- **Exercise requirements**
Please copy each line of the records below that holds the word "plus".

Saved data entries
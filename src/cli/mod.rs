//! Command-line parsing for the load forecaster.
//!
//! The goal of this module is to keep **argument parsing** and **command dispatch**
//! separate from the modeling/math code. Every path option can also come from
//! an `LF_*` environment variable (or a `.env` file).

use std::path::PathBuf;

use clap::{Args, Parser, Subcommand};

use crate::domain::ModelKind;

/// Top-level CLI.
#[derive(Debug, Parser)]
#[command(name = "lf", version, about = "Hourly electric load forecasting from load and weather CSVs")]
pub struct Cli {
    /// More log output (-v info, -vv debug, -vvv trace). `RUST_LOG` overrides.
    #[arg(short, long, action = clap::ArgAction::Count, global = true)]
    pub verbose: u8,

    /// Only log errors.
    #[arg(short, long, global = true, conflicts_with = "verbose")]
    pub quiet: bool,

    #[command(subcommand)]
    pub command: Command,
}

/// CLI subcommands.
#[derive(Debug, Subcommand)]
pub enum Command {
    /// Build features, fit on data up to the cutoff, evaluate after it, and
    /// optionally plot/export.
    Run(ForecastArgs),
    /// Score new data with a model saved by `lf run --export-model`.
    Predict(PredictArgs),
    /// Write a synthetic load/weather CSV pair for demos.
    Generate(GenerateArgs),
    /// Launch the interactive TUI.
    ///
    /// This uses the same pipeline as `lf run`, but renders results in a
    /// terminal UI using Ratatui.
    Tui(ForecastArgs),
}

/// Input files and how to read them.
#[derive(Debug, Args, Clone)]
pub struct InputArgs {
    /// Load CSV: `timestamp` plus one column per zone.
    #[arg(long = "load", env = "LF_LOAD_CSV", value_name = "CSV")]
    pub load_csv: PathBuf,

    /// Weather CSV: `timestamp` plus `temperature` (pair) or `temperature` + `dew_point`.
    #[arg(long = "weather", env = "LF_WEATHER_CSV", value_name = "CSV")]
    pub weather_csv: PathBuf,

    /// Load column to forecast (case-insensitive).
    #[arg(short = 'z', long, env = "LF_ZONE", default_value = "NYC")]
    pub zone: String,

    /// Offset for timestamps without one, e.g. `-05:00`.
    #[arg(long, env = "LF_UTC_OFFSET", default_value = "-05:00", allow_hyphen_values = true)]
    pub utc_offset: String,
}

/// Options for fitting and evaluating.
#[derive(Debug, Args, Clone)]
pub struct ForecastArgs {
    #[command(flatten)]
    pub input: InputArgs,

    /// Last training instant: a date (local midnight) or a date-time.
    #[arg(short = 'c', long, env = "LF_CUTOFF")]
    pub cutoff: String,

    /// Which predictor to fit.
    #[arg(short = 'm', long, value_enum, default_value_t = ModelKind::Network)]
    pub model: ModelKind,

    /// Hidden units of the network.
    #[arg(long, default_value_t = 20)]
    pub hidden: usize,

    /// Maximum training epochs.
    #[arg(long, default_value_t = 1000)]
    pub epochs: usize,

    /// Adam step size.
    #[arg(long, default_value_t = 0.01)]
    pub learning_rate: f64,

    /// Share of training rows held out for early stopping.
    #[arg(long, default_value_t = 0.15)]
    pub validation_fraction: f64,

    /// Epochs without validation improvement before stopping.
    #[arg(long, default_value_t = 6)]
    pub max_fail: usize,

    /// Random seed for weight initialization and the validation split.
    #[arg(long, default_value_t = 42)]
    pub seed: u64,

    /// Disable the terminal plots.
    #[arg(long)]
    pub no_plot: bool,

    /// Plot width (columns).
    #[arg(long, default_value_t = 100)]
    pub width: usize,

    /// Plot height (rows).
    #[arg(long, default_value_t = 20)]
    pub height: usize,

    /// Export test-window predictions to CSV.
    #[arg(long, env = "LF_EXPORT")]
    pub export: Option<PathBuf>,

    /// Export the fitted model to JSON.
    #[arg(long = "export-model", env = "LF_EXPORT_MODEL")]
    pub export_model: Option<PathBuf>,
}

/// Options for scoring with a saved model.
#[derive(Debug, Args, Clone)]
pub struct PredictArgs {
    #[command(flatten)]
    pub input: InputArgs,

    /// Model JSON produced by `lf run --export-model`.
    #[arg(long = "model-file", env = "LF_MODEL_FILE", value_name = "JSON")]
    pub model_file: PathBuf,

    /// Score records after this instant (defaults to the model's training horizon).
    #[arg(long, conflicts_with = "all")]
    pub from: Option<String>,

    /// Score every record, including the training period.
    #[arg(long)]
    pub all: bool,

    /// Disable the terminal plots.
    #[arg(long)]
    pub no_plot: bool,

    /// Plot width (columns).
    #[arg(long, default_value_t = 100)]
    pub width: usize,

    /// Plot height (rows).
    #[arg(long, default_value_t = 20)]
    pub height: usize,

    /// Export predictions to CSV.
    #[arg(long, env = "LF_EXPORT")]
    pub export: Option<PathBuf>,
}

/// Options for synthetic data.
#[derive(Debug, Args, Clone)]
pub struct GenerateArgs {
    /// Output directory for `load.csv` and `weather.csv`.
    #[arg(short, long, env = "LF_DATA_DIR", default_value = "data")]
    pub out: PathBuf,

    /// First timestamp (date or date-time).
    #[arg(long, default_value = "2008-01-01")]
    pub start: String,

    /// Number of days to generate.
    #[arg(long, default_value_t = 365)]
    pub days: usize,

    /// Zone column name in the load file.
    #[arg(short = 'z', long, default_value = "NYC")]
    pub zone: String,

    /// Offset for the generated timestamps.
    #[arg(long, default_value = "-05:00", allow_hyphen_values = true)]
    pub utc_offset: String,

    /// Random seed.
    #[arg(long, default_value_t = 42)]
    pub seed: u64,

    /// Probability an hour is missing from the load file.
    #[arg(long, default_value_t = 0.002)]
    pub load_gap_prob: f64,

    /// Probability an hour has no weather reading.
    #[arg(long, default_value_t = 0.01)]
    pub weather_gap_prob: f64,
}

- **Expected answer**
    /// Load CSV: `timestamp` plus one column per zone.
    /// Weather CSV: `timestamp` plus `temperature` (pair) or `temperature` + `dew_point`.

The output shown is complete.